## Task prompt
Report, from the records below, every line where the word "identify" appears.

Stored dataset items:
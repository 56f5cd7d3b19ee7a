//! Known browsers and how to recognise their executables.
//!
//! Recognition is a best-effort name match, not a security boundary: a
//! renamed or forked binary may be missed or misclassified.

use regex::Regex;

use super::ResolverError;
use crate::config::BrowserEntry;

/// One recognisable browser.
#[derive(Debug, Clone)]
pub struct BrowserSpec {
    /// Bundle identifier, shared with the extension's own detection.
    pub id: String,
    pub name: String,
    executable: Regex,
    /// Disabled browsers are still recognised as launchers but the hotkey
    /// is not intercepted while their windows are focused.
    pub enabled: bool,
    /// Cycle over tabs of every window rather than the focused one.
    pub combine_all_windows: bool,
}

impl BrowserSpec {
    fn new(id: &str, name: &str, executable: &str) -> Result<Self, ResolverError> {
        Ok(Self {
            id: id.to_string(),
            name: name.to_string(),
            executable: compile(id, executable)?,
            enabled: true,
            combine_all_windows: false,
        })
    }

    pub fn recognises(&self, executable: &str) -> bool {
        self.executable.is_match(executable)
    }
}

fn compile(id: &str, pattern: &str) -> Result<Regex, ResolverError> {
    Regex::new(&format!("(?i){pattern}")).map_err(|source| ResolverError::Pattern {
        browser: id.to_string(),
        source,
    })
}

const BUILTIN: &[(&str, &str, &str)] = &[
    ("org.chromium.Chromium", "Chromium", r"^chromium(-browser)?$"),
    ("com.google.Chrome", "Google Chrome", r"^(google-)?chrome(-stable|-beta|-unstable)?$"),
    ("com.brave.Browser", "Brave", r"^brave(-browser)?$"),
    ("com.microsoft.edgemac", "Microsoft Edge", r"^(microsoft-edge|msedge)(-stable|-beta|-dev)?$"),
    ("com.vivaldi.Vivaldi", "Vivaldi", r"^vivaldi(-bin|-stable)?$"),
    ("com.operasoftware.Opera", "Opera", r"^opera$"),
    ("org.chromium.Thorium", "Thorium", r"^thorium(-browser)?$"),
    ("net.imput.helium", "Helium", r"^helium$"),
];

#[derive(Debug, Clone)]
pub struct BrowserCatalog {
    browsers: Vec<BrowserSpec>,
}

impl BrowserCatalog {
    pub fn builtin() -> Self {
        let browsers = BUILTIN
            .iter()
            .map(|(id, name, pattern)| {
                BrowserSpec::new(id, name, pattern).expect("built-in browser patterns are valid")
            })
            .collect();
        Self { browsers }
    }

    /// Built-in catalog with `entries` applied on top. An entry whose id is
    /// already known overrides the given fields; a new id is appended and
    /// must carry an `executable` pattern.
    pub fn with_overrides(entries: &[BrowserEntry]) -> Result<Self, ResolverError> {
        let mut catalog = Self::builtin();

        for entry in entries {
            let index = match catalog.browsers.iter().position(|b| b.id == entry.id) {
                Some(index) => {
                    let spec = &mut catalog.browsers[index];
                    if let Some(name) = &entry.name {
                        spec.name = name.clone();
                    }
                    if let Some(pattern) = &entry.executable {
                        spec.executable = compile(&entry.id, pattern)?;
                    }
                    index
                }
                None => {
                    let pattern = entry
                        .executable
                        .as_deref()
                        .ok_or_else(|| ResolverError::MissingPattern(entry.id.clone()))?;
                    let name = entry.name.as_deref().unwrap_or(&entry.id);
                    catalog.browsers.push(BrowserSpec::new(&entry.id, name, pattern)?);
                    catalog.browsers.len() - 1
                }
            };

            let spec = &mut catalog.browsers[index];
            if let Some(enabled) = entry.enabled {
                spec.enabled = enabled;
            }
            if let Some(combine) = entry.combine_all_windows {
                spec.combine_all_windows = combine;
            }
        }

        Ok(catalog)
    }

    /// The browser whose executable name is `executable`, if any.
    pub fn identify(&self, executable: &str) -> Option<&BrowserSpec> {
        self.browsers.iter().find(|b| b.recognises(executable))
    }

    pub fn get(&self, id: &str) -> Option<&BrowserSpec> {
        self.browsers.iter().find(|b| b.id == id)
    }

    pub fn combine_all_windows(&self, id: &str) -> bool {
        self.get(id).is_some_and(|b| b.combine_all_windows)
    }

    pub fn iter(&self) -> impl Iterator<Item = &BrowserSpec> {
        self.browsers.iter()
    }
}

impl Default for BrowserCatalog {
    fn default() -> Self {
        Self::builtin()
    }
}

#[cfg(test)]
mod tests {
    use super::*;

    fn entry(id: &str) -> BrowserEntry {
        BrowserEntry {
            id: id.to_string(),
            ..BrowserEntry::default()
        }
    }

    #[test]
    fn builtin_recognises_common_linux_executables() {
        let catalog = BrowserCatalog::builtin();
        let id = |exe: &str| catalog.identify(exe).map(|b| b.id.as_str());

        assert_eq!(id("chrome"), Some("com.google.Chrome"));
        assert_eq!(id("google-chrome-stable"), Some("com.google.Chrome"));
        assert_eq!(id("chromium"), Some("org.chromium.Chromium"));
        assert_eq!(id("brave"), Some("com.brave.Browser"));
        assert_eq!(id("msedge"), Some("com.microsoft.edgemac"));
        assert_eq!(id("vivaldi-bin"), Some("com.vivaldi.Vivaldi"));
        assert_eq!(id("bash"), None);
        assert_eq!(id("chrome_crashpad_handler"), None);
    }

    #[test]
    fn recognition_is_case_insensitive() {
        let catalog = BrowserCatalog::builtin();
        assert_eq!(
            catalog.identify("Brave").map(|b| b.id.as_str()),
            Some("com.brave.Browser")
        );
    }

    #[test]
    fn override_adjusts_existing_entry() {
        let catalog = BrowserCatalog::with_overrides(&[BrowserEntry {
            enabled: Some(false),
            combine_all_windows: Some(true),
            ..entry("com.google.Chrome")
        }])
        .unwrap();

        let chrome = catalog.get("com.google.Chrome").unwrap();
        assert!(!chrome.enabled);
        assert!(catalog.combine_all_windows("com.google.Chrome"));
        assert!(!catalog.combine_all_windows("com.brave.Browser"));
    }

    #[test]
    fn new_entry_requires_pattern() {
        let err = BrowserCatalog::with_overrides(&[entry("org.example.Forked")]).unwrap_err();
        assert!(matches!(err, ResolverError::MissingPattern(id) if id == "org.example.Forked"));
    }

    #[test]
    fn new_entry_with_pattern_is_recognised() {
        let catalog = BrowserCatalog::with_overrides(&[BrowserEntry {
            executable: Some("^forkium$".into()),
            ..entry("org.example.Forkium")
        }])
        .unwrap();
        assert_eq!(
            catalog.identify("forkium").map(|b| b.name.as_str()),
            Some("org.example.Forkium")
        );
    }

    #[test]
    fn invalid_pattern_is_reported() {
        let err = BrowserCatalog::with_overrides(&[BrowserEntry {
            executable: Some("(".into()),
            ..entry("com.google.Chrome")
        }])
        .unwrap_err();
        assert!(matches!(err, ResolverError::Pattern { .. }));
    }
}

## Result of this exercise
    pub fn identify(&self, executable: &str) -> Option<&BrowserSpec> {
        let id = |exe: &str| catalog.identify(exe).map(|b| b.id.as_str());
            catalog.identify("Brave").map(|b| b.id.as_str()),
            catalog.identify("forkium").map(|b| b.name.as_str()),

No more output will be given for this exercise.